[TASK GOAL]: Determine how many lines in the entries below contain "Lazy", and output that number alone.

---------- DATA SHOWN ----------

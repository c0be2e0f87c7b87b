use std::fs;
use std::path::{Path, PathBuf};

use assert_cmd::Command;
use predicates::prelude::*;
use tempfile::TempDir;

const GUIDE: &str = "# Guide\nintro text\n## Install\nrun the installer\n# Usage\nthe needle is here\n";

struct Sandbox {
    home: TempDir,
}

impl Sandbox {
    fn new() -> Self {
        Self {
            home: tempfile::tempdir().unwrap(),
        }
    }

    fn file(&self, name: &str, contents: &str) -> PathBuf {
        let path = self.home.path().join(name);
        fs::write(&path, contents).unwrap();
        path
    }

    fn path(&self, name: &str) -> PathBuf {
        self.home.path().join(name)
    }

    /// A `folio` invocation whose config, data and log dirs live in the sandbox.
    fn folio(&self) -> Command {
        let home = self.home.path();
        let mut cmd = Command::cargo_bin("folio").unwrap();
        cmd.env("HOME", home)
            .env("XDG_CONFIG_HOME", home.join("config"))
            .env("XDG_DATA_HOME", home.join("data"))
            .env_remove("RUST_LOG");
        cmd
    }

    fn small_pages(&self) -> PathBuf {
        self.file("folio.toml", "[text]\nlines_per_page = 2\ncolumns = 40\n")
    }
}

fn arg(path: &Path) -> &str {
    path.to_str().unwrap()
}

#[test]
fn info_reports_title_and_page_count_as_json() {
    let sandbox = Sandbox::new();
    let doc = sandbox.file("guide.md", GUIDE);
    let config = sandbox.small_pages();

    let output = sandbox
        .folio()
        .args(["--config", arg(&config), "info", "--json", arg(&doc)])
        .output()
        .unwrap();
    assert!(output.status.success());

    let info: serde_json::Value = serde_json::from_slice(&output.stdout).unwrap();
    assert_eq!(info["title"], "Guide");
    assert_eq!(info["pages"], "3");
    assert_eq!(info["mimeType"], "text/markdown");
}

#[test]
fn synopsis_is_indented_by_level() {
    let sandbox = Sandbox::new();
    let doc = sandbox.file("guide.md", GUIDE);
    let config = sandbox.small_pages();

    sandbox
        .folio()
        .args(["--config", arg(&config), "synopsis", arg(&doc)])
        .assert()
        .success()
        .stdout("Guide (1)\n  Install (2)\nUsage (3)\n");
}

#[test]
fn search_lists_matching_pages() {
    let sandbox = Sandbox::new();
    let doc = sandbox.file("guide.md", GUIDE);
    let config = sandbox.small_pages();

    sandbox
        .folio()
        .args(["--config", arg(&config), "search", arg(&doc), "NEEDLE"])
        .assert()
        .success()
        .stdout(predicate::str::contains("page 3: 1 match area(s)"));

    sandbox
        .folio()
        .args([
            "--config",
            arg(&config),
            "search",
            arg(&doc),
            "NEEDLE",
            "--case-sensitive",
        ])
        .assert()
        .success()
        .stdout(predicate::str::contains("no matches"));
}

#[test]
fn search_json_report_marks_found() {
    let sandbox = Sandbox::new();
    let doc = sandbox.file("guide.md", GUIDE);

    let output = sandbox
        .folio()
        .args(["search", arg(&doc), "installer needle", "--mode", "any-word", "--json"])
        .output()
        .unwrap();
    assert!(output.status.success());

    let report: serde_json::Value = serde_json::from_slice(&output.stdout).unwrap();
    assert_eq!(report["found"], true);
    assert_eq!(report["pages"][0]["page"], 0);
}

#[test]
fn export_copies_the_text() {
    let sandbox = Sandbox::new();
    let doc = sandbox.file("notes.txt", "plain\ntext\n");
    let out = sandbox.path("out.txt");

    sandbox
        .folio()
        .args(["export", arg(&doc), arg(&out)])
        .assert()
        .success();
    assert_eq!(fs::read_to_string(out).unwrap(), "plain\ntext\n");
}

#[test]
fn render_writes_an_image_of_the_requested_size() {
    let sandbox = Sandbox::new();
    let doc = sandbox.file("guide.md", GUIDE);
    let out = sandbox.path("page.png");

    sandbox
        .folio()
        .args([
            "render",
            arg(&doc),
            "--width",
            "120",
            "--height",
            "90",
            "-o",
            arg(&out),
        ])
        .assert()
        .success();

    let image = image::open(&out).unwrap();
    assert_eq!((image.width(), image.height()), (120, 90));
}

#[test]
fn render_rejects_pages_past_the_end() {
    let sandbox = Sandbox::new();
    let doc = sandbox.file("guide.md", GUIDE);
    let out = sandbox.path("page.png");

    sandbox
        .folio()
        .args(["render", arg(&doc), "--page", "9", "-o", arg(&out)])
        .assert()
        .failure()
        .stderr(predicate::str::contains("document has 1 pages"));
    assert!(!out.exists());
}

#[test]
fn fonts_lists_the_monospace_face() {
    let sandbox = Sandbox::new();
    let doc = sandbox.file("guide.md", GUIDE);

    sandbox
        .folio()
        .args(["fonts", arg(&doc)])
        .assert()
        .success()
        .stdout(predicate::str::starts_with("Monospace\t"));
}

#[test]
fn config_prints_the_settings_in_effect() {
    let sandbox = Sandbox::new();
    let config = sandbox.small_pages();

    sandbox
        .folio()
        .args(["config", "--config", arg(&config)])
        .assert()
        .success()
        .stdout(predicate::str::contains("lines_per_page = 2"));
}

#[test]
fn unknown_formats_fail_to_open() {
    let sandbox = Sandbox::new();
    let doc = sandbox.file("scan.xyz", "whatever");

    sandbox
        .folio()
        .args(["info", arg(&doc)])
        .assert()
        .failure()
        .stderr(predicate::str::contains("failed to open"));
}
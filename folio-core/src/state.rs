use std::collections::HashMap;
use std::fs::{self, File};
use std::io::{Read, Write};
use std::path::{Path, PathBuf};

use anyhow::{Context, Result};
use once_cell::sync::Lazy;
use parking_lot::Mutex;
use serde::{Deserialize, Serialize};
use serde_with::{serde_as, DisplayFromStr};
use uuid::Uuid;

use crate::geometry::Rotation;
use crate::viewport::DocumentViewport;

pub type DocumentId = Uuid;

static DOCUMENT_NAMESPACE: Lazy<Uuid> = Lazy::new(|| {
    Uuid::parse_str("3d1f6a0e-5c2b-5e4f-9a7d-1b8c0e2f4a61").expect("valid namespace UUID")
});

/// Stable id for a file: uuid v5 over its canonical path.
pub fn document_id_for_path(path: &Path) -> DocumentId {
    let resolved = path
        .canonicalize()
        .or_else(|_| {
            if path.is_absolute() {
                Ok(path.to_path_buf())
            } else {
                std::env::current_dir().map(|cwd| cwd.join(path))
            }
        })
        .unwrap_or_else(|_| path.to_path_buf());
    let rendered = resolved.to_string_lossy();
    Uuid::new_v5(&DOCUMENT_NAMESPACE, rendered.as_bytes())
}

/// What survives between two openings of the same file.
#[serde_as]
#[derive(Debug, Clone, Default, PartialEq, Serialize, Deserialize)]
#[serde(default)]
pub struct DocumentState {
    #[serde_as(as = "Option<DisplayFromStr>")]
    pub viewport: Option<DocumentViewport>,
    pub bookmarks: Vec<usize>,
    pub rotation: Rotation,
}

pub trait StateStore: Send + Sync {
    fn load(&self, id: DocumentId) -> Result<Option<DocumentState>>;
    fn save(&self, id: DocumentId, state: &DocumentState) -> Result<()>;
}

pub struct FileStateStore {
    root: PathBuf,
}

impl FileStateStore {
    pub fn new(root: PathBuf) -> Result<Self> {
        fs::create_dir_all(&root)
            .with_context(|| format!("failed to create state directory at {:?}", root))?;
        Ok(Self { root })
    }

    fn state_path(&self, id: DocumentId) -> PathBuf {
        self.root.join(format!("{id}.json"))
    }
}

impl StateStore for FileStateStore {
    fn load(&self, id: DocumentId) -> Result<Option<DocumentState>> {
        let path = self.state_path(id);
        if !path.exists() {
            return Ok(None);
        }
        let mut file =
            File::open(&path).with_context(|| format!("failed to open state file {:?}", path))?;
        let mut buf = String::new();
        file.read_to_string(&mut buf)?;
        let state = serde_json::from_str(&buf)
            .with_context(|| format!("failed to decode state file {:?}", path))?;
        Ok(Some(state))
    }

    fn save(&self, id: DocumentId, state: &DocumentState) -> Result<()> {
        let path = self.state_path(id);
        let tmp = path.with_extension("json.tmp");
        let payload = serde_json::to_string_pretty(state)?;
        let mut file = File::create(&tmp)
            .with_context(|| format!("failed to open temp state file {:?}", tmp))?;
        file.write_all(payload.as_bytes())?;
        file.flush()?;
        fs::rename(tmp, path)?;
        Ok(())
    }
}

#[derive(Default)]
pub struct MemoryStateStore {
    inner: Mutex<HashMap<DocumentId, DocumentState>>,
}

impl MemoryStateStore {
    pub fn new() -> Self {
        Self::default()
    }
}

impl StateStore for MemoryStateStore {
    fn load(&self, id: DocumentId) -> Result<Option<DocumentState>> {
        Ok(self.inner.lock().get(&id).cloned())
    }

    fn save(&self, id: DocumentId, state: &DocumentState) -> Result<()> {
        self.inner.lock().insert(id, state.clone());
        Ok(())
    }
}
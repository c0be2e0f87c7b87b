//! In-crate fakes shared by the unit tests.

use std::collections::BTreeSet;
use std::path::Path;
use std::sync::Arc;

use parking_lot::Mutex;

use crate::error::{DocumentError, Result};
use crate::generator::{
    Capabilities, Capability, CompletionSink, Generator, Permission, PixmapJob, PrintTarget,
};
use crate::geometry::NormalizedRect;
use crate::metadata::{
    DocumentInfo, EmbedType, ExportFormat, FontInfo, FontKind, InfoKey, StandardExportFormat,
};
use crate::observer::{DocumentObserver, ObserverId, PageChange, SetupReason};
use crate::page::{Page, PageSize, PageStore, Pixmap};
use crate::text::TextLayout;
use crate::viewport::DocumentViewport;

/// One entity per character, one row per line, `"\n"` entities between rows.
pub(crate) fn layout_from_str(text: &str) -> TextLayout {
    let lines: Vec<&str> = text.split('\n').collect();
    let rows = lines.len() as f64;
    let mut layout = TextLayout::new();
    for (row, line) in lines.iter().enumerate() {
        if row > 0 {
            layout.append("\n", NormalizedRect::default());
        }
        let top = row as f64 / rows;
        let bottom = (row + 1) as f64 / rows;
        for (col, c) in line.chars().enumerate() {
            let left = (col as f64 / 100.0).min(0.99);
            layout.append(c.to_string(), NormalizedRect::new(left, top, left + 0.01, bottom));
        }
    }
    layout
}

#[derive(Default)]
struct FakeState {
    dispatched: Vec<PixmapJob>,
    held: Vec<(PixmapJob, CompletionSink)>,
    text_requests: Vec<usize>,
    closed: usize,
}

/// Test-side handle onto a [`FakeGenerator`] after it moved into a document.
#[derive(Clone, Default)]
pub(crate) struct FakeControls {
    state: Arc<Mutex<FakeState>>,
}

impl FakeControls {
    pub(crate) fn dispatched(&self) -> Vec<(ObserverId, usize)> {
        self.state
            .lock()
            .dispatched
            .iter()
            .map(|job| (job.request.observer, job.request.page))
            .collect()
    }

    pub(crate) fn held_len(&self) -> usize {
        self.state.lock().held.len()
    }

    /// Delivers every held job successfully.
    pub(crate) fn release_all(&self) {
        let held = std::mem::take(&mut self.state.lock().held);
        for (job, sink) in held {
            let pixmap = Pixmap::blank(job.request.width, job.request.height);
            sink.deliver(job, Ok(pixmap));
        }
    }

    pub(crate) fn text_requests(&self) -> Vec<usize> {
        self.state.lock().text_requests.clone()
    }

    pub(crate) fn closed(&self) -> usize {
        self.state.lock().closed
    }
}

pub(crate) struct FakeGenerator {
    texts: Vec<String>,
    capabilities: Capabilities,
    deferred: bool,
    fail_load: bool,
    failing_pages: BTreeSet<usize>,
    denied: Vec<Permission>,
    fonts: Vec<Vec<&'static str>>,
    controls: FakeControls,
}

impl FakeGenerator {
    pub(crate) fn new(pages: usize) -> Self {
        Self {
            texts: vec![String::new(); pages],
            capabilities: Capabilities::empty()
                .with(Capability::TextExtraction)
                .with(Capability::FontInfo)
                .with(Capability::PrintNative)
                .with(Capability::PageSizes),
            deferred: false,
            fail_load: false,
            failing_pages: BTreeSet::new(),
            denied: Vec::new(),
            fonts: Vec::new(),
            controls: FakeControls::default(),
        }
    }

    pub(crate) fn with_texts(texts: &[&str]) -> Self {
        let mut generator = Self::new(texts.len());
        generator.texts = texts.iter().map(|t| t.to_string()).collect();
        generator
    }

    /// Holds pixmap jobs until [`FakeControls::release_all`].
    pub(crate) fn deferred(mut self) -> Self {
        self.deferred = true;
        self
    }

    pub(crate) fn failing_load(mut self) -> Self {
        self.fail_load = true;
        self
    }

    pub(crate) fn failing_page(mut self, page: usize) -> Self {
        self.failing_pages.insert(page);
        self
    }

    pub(crate) fn deny(mut self, permission: Permission) -> Self {
        self.denied.push(permission);
        self
    }

    pub(crate) fn with_capabilities(mut self, capabilities: Capabilities) -> Self {
        self.capabilities = capabilities;
        self
    }

    pub(crate) fn with_fonts(mut self, per_page: Vec<Vec<&'static str>>) -> Self {
        self.fonts = per_page;
        self
    }

    pub(crate) fn controls(&self) -> FakeControls {
        self.controls.clone()
    }
}

impl Generator for FakeGenerator {
    fn name(&self) -> &str {
        "fake"
    }

    fn capabilities(&self) -> Capabilities {
        self.capabilities
    }

    fn load_document(&mut self, path: &Path, pages: &mut PageStore, _sink: &CompletionSink) -> Result<()> {
        pages.resize(self.texts.len(), 600.0, 800.0);
        if self.fail_load {
            return Err(DocumentError::open(path, "corrupt file"));
        }
        Ok(())
    }

    fn close_document(&mut self) -> Result<()> {
        self.controls.state.lock().closed += 1;
        Ok(())
    }

    fn generate_pixmap(&mut self, job: PixmapJob, sink: &CompletionSink) {
        let mut state = self.controls.state.lock();
        state.dispatched.push(job.clone());
        if self.deferred {
            state.held.push((job, sink.clone()));
            return;
        }
        drop(state);
        let result = if self.failing_pages.contains(&job.request.page) {
            Err(DocumentError::Generator("render failed".into()))
        } else {
            Ok(Pixmap::blank(job.request.width, job.request.height))
        };
        sink.deliver(job, result);
    }

    fn text_page(&mut self, page: &Page) -> Result<TextLayout> {
        self.controls.state.lock().text_requests.push(page.number());
        let text = self
            .texts
            .get(page.number())
            .ok_or(DocumentError::page_not_found(page.number()))?;
        Ok(layout_from_str(text))
    }

    fn document_info(&self) -> Option<DocumentInfo> {
        let mut info = DocumentInfo::new();
        info.set(InfoKey::Title, "Fake");
        info.set(InfoKey::Pages, self.texts.len().to_string());
        Some(info)
    }

    fn is_allowed(&self, permission: Permission) -> bool {
        !self.denied.contains(&permission)
    }

    fn export_formats(&self) -> Vec<ExportFormat> {
        vec![ExportFormat::standard(StandardExportFormat::PlainText)]
    }

    fn export_to(&mut self, path: &Path, format: &ExportFormat) -> Result<()> {
        if format.mime_type != "text/plain" {
            return Err(DocumentError::UnsupportedFormat(format.mime_type.clone()));
        }
        std::fs::write(path, self.texts.join("\n"))?;
        Ok(())
    }

    fn fonts(&mut self, page: usize) -> Result<Vec<FontInfo>> {
        Ok(self
            .fonts
            .get(page)
            .map(|names| {
                names
                    .iter()
                    .map(|name| FontInfo {
                        name: name.to_string(),
                        kind: FontKind::TrueType,
                        embed: EmbedType::NotEmbedded,
                        file: None,
                    })
                    .collect()
            })
            .unwrap_or_default())
    }

    fn print(&mut self, pages: &PageStore, target: &mut dyn PrintTarget) -> Result<()> {
        for page in pages.iter() {
            if target.wants_page(page.number()) {
                target.emit_page(page.number(), Pixmap::blank(2, 2))?;
            }
        }
        Ok(())
    }

    fn page_sizes(&self) -> Vec<PageSize> {
        vec![PageSize {
            name: "A5".into(),
            width: 420.0,
            height: 595.0,
        }]
    }

    fn page_size_changed(&mut self, _size: &PageSize) -> Result<()> {
        Ok(())
    }
}

/// Observer that records every notification it receives.
pub(crate) struct Recorder {
    pub(crate) id: ObserverId,
    pub(crate) changes: Vec<(usize, PageChange)>,
    pub(crate) cleared: Vec<PageChange>,
    pub(crate) viewports: Vec<DocumentViewport>,
    pub(crate) setups: Vec<(usize, SetupReason)>,
    pub(crate) zooms: Vec<i32>,
    pub(crate) pinned: BTreeSet<usize>,
}

impl Recorder {
    pub(crate) fn new(id: ObserverId) -> Arc<Mutex<Recorder>> {
        Arc::new(Mutex::new(Recorder {
            id,
            changes: Vec::new(),
            cleared: Vec::new(),
            viewports: Vec::new(),
            setups: Vec::new(),
            zooms: Vec::new(),
            pinned: BTreeSet::new(),
        }))
    }

    pub(crate) fn pages_changed(&self, change: PageChange) -> BTreeSet<usize> {
        self.changes
            .iter()
            .filter(|(_, c)| *c == change)
            .map(|(page, _)| *page)
            .collect()
    }

    pub(crate) fn count(&self, page: usize, change: PageChange) -> usize {
        self.changes
            .iter()
            .filter(|entry| **entry == (page, change))
            .count()
    }
}

impl DocumentObserver for Recorder {
    fn observer_id(&self) -> ObserverId {
        self.id
    }

    fn notify_setup(&mut self, pages: &PageStore, reason: SetupReason) {
        self.setups.push((pages.page_count(), reason));
    }

    fn notify_viewport_changed(&mut self, viewport: &DocumentViewport, _smooth: bool) {
        self.viewports.push(*viewport);
    }

    fn notify_page_changed(&mut self, page: usize, change: PageChange) {
        self.changes.push((page, change));
    }

    fn notify_contents_cleared(&mut self, change: PageChange) {
        self.cleared.push(change);
    }

    fn notify_zoom(&mut self, factor: i32) {
        self.zooms.push(factor);
    }

    fn can_unload_pixmap(&self, page: usize) -> bool {
        !self.pinned.contains(&page)
    }
}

----------

[REPLY TO THE TASK]: 2